# [Exercise material]
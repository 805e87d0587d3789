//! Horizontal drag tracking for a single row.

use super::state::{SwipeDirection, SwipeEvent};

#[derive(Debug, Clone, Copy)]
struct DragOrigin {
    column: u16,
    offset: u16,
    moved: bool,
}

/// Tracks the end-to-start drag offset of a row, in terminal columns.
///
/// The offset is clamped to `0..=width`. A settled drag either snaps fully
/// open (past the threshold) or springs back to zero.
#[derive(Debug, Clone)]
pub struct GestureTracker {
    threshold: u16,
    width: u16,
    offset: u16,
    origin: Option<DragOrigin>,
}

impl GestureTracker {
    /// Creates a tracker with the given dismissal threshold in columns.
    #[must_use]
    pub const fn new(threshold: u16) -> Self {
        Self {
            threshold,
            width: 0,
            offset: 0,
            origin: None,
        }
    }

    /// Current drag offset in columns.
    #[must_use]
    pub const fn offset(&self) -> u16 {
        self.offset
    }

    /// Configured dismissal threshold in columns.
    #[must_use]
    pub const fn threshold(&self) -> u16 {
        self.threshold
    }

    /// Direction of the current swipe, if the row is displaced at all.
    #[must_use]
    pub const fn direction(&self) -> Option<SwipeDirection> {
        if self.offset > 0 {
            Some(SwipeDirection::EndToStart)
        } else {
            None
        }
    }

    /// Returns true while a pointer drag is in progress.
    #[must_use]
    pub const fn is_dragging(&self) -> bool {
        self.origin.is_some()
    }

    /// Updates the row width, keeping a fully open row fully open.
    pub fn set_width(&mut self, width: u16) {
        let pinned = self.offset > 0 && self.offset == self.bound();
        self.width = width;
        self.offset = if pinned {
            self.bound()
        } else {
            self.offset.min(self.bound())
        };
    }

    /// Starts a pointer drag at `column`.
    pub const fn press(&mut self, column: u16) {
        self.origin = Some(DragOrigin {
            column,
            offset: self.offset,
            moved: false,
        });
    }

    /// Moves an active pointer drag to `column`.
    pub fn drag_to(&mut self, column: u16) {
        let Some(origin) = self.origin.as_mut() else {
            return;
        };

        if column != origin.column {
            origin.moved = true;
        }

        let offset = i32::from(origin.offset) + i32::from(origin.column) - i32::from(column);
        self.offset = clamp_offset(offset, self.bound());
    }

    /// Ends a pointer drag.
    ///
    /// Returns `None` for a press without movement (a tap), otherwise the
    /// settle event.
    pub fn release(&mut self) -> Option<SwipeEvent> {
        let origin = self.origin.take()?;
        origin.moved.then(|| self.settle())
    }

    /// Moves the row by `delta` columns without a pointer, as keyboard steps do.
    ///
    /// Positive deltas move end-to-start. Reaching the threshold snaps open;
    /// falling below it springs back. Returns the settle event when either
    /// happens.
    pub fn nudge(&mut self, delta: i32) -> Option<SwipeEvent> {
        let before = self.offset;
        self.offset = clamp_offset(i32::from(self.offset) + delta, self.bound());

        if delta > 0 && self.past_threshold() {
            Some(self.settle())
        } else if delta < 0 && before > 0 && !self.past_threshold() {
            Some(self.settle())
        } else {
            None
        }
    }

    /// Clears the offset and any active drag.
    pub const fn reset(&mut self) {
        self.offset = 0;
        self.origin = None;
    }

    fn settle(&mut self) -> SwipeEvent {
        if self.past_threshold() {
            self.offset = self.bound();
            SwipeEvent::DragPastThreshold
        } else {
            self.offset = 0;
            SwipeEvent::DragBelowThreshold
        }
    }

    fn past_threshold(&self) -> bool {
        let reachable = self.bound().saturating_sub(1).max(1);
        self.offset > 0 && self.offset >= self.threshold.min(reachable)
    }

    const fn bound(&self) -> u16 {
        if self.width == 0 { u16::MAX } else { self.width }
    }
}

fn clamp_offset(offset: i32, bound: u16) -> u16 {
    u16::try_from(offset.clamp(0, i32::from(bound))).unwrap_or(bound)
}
* * *
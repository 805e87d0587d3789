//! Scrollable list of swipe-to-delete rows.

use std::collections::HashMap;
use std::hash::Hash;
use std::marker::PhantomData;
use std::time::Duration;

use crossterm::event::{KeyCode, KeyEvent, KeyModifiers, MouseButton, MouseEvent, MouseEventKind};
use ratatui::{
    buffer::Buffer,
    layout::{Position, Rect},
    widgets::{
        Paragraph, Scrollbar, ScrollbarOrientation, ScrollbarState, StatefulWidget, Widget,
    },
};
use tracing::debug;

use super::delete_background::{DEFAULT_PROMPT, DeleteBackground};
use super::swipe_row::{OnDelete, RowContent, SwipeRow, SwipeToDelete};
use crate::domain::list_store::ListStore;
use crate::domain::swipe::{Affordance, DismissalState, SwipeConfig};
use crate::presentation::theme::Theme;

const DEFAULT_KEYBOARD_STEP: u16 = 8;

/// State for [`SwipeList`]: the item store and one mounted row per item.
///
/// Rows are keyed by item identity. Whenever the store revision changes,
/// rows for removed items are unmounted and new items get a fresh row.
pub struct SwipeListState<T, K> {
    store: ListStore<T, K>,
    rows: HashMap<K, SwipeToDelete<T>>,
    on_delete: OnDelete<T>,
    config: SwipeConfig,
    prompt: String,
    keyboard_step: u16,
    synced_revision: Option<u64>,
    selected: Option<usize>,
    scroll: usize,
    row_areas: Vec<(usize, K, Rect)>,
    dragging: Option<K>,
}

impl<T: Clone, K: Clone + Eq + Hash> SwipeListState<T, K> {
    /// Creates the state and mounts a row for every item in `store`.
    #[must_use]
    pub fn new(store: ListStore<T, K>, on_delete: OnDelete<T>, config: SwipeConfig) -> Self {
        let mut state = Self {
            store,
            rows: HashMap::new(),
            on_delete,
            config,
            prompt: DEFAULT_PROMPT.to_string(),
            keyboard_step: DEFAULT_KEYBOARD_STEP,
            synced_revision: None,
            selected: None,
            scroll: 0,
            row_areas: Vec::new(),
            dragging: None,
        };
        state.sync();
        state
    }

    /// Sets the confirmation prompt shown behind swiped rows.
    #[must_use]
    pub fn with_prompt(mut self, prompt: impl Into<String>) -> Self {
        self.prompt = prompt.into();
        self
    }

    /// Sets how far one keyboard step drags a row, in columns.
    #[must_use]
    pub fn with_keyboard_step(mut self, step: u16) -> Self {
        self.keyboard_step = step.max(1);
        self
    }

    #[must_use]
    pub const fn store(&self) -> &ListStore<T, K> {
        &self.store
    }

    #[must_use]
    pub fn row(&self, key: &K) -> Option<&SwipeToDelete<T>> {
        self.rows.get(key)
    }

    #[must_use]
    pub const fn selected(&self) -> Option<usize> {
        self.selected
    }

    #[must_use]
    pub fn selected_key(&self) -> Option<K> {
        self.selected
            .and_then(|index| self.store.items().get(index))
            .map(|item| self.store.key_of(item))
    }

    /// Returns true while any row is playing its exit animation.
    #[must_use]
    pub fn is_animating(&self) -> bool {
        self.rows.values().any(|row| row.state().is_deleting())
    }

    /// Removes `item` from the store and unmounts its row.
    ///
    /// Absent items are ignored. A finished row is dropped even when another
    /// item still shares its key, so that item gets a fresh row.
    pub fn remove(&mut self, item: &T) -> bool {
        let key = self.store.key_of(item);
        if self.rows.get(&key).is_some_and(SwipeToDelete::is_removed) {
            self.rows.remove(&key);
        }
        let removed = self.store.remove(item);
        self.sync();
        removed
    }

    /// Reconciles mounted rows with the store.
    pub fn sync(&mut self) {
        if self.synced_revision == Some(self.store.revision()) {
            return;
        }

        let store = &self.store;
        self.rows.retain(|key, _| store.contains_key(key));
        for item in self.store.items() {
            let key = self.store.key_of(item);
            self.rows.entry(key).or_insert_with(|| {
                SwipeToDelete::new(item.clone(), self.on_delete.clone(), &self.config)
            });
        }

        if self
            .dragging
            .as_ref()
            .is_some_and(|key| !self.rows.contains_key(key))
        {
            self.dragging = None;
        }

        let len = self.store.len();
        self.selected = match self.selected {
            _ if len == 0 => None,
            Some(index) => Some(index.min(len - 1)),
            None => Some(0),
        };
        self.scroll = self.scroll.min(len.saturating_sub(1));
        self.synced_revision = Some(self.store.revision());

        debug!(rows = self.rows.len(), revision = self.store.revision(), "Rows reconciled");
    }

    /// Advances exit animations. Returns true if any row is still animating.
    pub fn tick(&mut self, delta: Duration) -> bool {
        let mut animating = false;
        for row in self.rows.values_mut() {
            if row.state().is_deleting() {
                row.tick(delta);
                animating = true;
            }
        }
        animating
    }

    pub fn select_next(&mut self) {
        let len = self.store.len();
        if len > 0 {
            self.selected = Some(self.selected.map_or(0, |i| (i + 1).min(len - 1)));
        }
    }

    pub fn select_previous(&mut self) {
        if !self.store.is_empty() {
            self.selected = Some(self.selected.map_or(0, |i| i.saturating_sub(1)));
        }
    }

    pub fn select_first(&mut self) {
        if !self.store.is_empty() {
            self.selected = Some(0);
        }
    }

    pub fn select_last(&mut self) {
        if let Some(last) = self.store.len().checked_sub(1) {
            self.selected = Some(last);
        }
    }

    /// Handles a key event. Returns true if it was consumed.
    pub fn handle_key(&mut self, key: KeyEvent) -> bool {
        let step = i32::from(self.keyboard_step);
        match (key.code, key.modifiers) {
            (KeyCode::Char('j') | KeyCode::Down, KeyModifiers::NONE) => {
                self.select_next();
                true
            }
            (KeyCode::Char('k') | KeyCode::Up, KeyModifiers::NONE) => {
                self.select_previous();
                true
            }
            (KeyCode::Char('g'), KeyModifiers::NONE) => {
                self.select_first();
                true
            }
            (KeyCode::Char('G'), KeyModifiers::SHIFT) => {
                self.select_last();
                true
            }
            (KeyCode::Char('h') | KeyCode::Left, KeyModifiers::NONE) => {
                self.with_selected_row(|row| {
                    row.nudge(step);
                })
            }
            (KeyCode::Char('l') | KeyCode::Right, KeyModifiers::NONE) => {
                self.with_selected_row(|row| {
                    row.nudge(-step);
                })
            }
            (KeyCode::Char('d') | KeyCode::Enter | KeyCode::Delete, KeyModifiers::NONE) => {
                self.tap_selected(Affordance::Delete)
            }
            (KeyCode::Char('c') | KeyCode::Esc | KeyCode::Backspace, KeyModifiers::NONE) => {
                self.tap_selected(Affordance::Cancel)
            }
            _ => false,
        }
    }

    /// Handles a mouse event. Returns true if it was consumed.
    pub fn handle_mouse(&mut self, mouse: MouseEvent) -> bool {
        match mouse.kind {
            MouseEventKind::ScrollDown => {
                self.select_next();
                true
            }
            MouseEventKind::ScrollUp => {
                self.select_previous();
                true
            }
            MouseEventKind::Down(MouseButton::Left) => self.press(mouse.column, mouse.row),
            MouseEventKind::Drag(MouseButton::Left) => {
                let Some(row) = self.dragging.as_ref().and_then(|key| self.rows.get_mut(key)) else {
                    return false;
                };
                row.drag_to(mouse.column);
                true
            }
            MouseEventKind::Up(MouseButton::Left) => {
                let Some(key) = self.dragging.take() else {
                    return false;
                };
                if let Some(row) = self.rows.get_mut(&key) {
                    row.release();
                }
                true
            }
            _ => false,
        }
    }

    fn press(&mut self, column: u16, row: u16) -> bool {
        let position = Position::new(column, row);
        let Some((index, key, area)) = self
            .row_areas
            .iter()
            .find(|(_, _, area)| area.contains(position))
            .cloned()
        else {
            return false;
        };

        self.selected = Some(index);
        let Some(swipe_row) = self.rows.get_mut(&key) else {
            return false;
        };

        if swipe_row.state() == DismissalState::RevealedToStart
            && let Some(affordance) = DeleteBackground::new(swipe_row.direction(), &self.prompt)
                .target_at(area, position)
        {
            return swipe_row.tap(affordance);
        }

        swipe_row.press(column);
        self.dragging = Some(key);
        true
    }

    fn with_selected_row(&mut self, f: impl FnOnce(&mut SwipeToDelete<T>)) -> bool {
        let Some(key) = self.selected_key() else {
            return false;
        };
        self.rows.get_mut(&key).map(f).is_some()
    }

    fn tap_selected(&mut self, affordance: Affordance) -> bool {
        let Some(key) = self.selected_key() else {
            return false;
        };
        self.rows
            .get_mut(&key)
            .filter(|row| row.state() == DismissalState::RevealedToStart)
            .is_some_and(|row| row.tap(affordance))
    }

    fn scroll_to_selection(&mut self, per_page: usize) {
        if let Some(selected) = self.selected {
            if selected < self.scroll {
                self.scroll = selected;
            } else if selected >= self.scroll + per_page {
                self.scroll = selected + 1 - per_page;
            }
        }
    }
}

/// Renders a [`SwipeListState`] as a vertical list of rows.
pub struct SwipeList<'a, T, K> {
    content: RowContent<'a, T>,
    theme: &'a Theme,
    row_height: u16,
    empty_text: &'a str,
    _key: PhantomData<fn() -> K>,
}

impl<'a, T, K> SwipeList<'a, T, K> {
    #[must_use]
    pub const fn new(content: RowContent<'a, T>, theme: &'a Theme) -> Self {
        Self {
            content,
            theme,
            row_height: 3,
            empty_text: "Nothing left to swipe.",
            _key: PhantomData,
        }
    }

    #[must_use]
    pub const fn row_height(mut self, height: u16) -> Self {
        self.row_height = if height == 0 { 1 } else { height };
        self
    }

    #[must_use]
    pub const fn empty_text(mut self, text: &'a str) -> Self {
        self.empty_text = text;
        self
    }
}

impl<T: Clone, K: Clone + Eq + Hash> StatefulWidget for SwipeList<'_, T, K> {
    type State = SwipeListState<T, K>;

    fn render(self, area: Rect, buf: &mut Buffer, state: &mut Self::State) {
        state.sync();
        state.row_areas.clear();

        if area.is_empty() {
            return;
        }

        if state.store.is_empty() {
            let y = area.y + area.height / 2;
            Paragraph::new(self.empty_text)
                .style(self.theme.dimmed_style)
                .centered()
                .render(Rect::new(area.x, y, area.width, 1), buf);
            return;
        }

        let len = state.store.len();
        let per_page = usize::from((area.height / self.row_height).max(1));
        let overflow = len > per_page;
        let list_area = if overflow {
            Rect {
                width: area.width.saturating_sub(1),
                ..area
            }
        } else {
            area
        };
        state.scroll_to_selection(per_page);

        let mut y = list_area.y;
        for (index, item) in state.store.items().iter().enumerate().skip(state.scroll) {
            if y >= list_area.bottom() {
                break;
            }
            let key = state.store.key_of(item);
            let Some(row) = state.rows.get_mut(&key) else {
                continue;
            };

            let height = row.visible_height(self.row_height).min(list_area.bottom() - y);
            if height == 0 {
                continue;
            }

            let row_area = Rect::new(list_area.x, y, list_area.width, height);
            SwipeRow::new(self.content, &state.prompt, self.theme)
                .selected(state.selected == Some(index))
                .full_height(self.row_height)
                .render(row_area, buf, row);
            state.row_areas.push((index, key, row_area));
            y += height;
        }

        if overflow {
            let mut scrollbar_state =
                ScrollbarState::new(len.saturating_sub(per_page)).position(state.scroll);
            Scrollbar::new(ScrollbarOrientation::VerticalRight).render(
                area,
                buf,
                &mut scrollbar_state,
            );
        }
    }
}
...
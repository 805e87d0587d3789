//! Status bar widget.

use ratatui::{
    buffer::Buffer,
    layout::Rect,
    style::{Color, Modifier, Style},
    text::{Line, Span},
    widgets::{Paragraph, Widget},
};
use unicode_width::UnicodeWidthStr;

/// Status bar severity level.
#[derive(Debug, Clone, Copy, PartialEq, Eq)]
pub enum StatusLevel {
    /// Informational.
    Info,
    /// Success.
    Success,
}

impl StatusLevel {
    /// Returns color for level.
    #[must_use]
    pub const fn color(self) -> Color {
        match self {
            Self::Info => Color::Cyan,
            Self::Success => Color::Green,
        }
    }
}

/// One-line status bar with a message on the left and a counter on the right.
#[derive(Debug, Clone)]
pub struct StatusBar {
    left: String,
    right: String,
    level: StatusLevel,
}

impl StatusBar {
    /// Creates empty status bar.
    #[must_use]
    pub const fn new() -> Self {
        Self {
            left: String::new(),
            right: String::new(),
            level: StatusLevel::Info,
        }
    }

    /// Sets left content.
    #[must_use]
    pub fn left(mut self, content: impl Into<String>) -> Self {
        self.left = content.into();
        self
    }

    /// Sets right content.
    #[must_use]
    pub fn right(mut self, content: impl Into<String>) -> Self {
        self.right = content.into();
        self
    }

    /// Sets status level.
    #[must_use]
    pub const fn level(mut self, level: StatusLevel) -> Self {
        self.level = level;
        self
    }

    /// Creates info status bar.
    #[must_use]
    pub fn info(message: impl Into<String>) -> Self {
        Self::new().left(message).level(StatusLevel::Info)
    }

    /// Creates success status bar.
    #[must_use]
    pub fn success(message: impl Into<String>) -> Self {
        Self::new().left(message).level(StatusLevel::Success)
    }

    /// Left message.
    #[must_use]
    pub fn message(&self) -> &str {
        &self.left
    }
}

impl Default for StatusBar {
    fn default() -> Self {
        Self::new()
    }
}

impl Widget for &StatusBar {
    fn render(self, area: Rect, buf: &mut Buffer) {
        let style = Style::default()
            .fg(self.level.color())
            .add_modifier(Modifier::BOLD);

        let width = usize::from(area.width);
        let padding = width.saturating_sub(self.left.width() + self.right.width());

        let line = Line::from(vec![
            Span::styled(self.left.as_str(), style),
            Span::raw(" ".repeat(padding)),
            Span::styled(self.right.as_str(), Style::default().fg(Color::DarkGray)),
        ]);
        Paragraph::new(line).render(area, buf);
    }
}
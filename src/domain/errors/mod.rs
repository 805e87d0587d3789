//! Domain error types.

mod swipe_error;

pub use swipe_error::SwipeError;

# [Task description]
Using only the listing above, restate exactly the lines from the line containing "self.sync();" through the line containing "self.rows.retain(|key, _| store.contains_key(key));", both included.

# [Expected answer]
        self.sync();
        removed
    }

    /// Reconciles mounted rows with the store.
    pub fn sync(&mut self) {
        if self.synced_revision == Some(self.store.revision()) {
            return;
        }

        let store = &self.store;
        self.rows.retain(|key, _| store.contains_key(key));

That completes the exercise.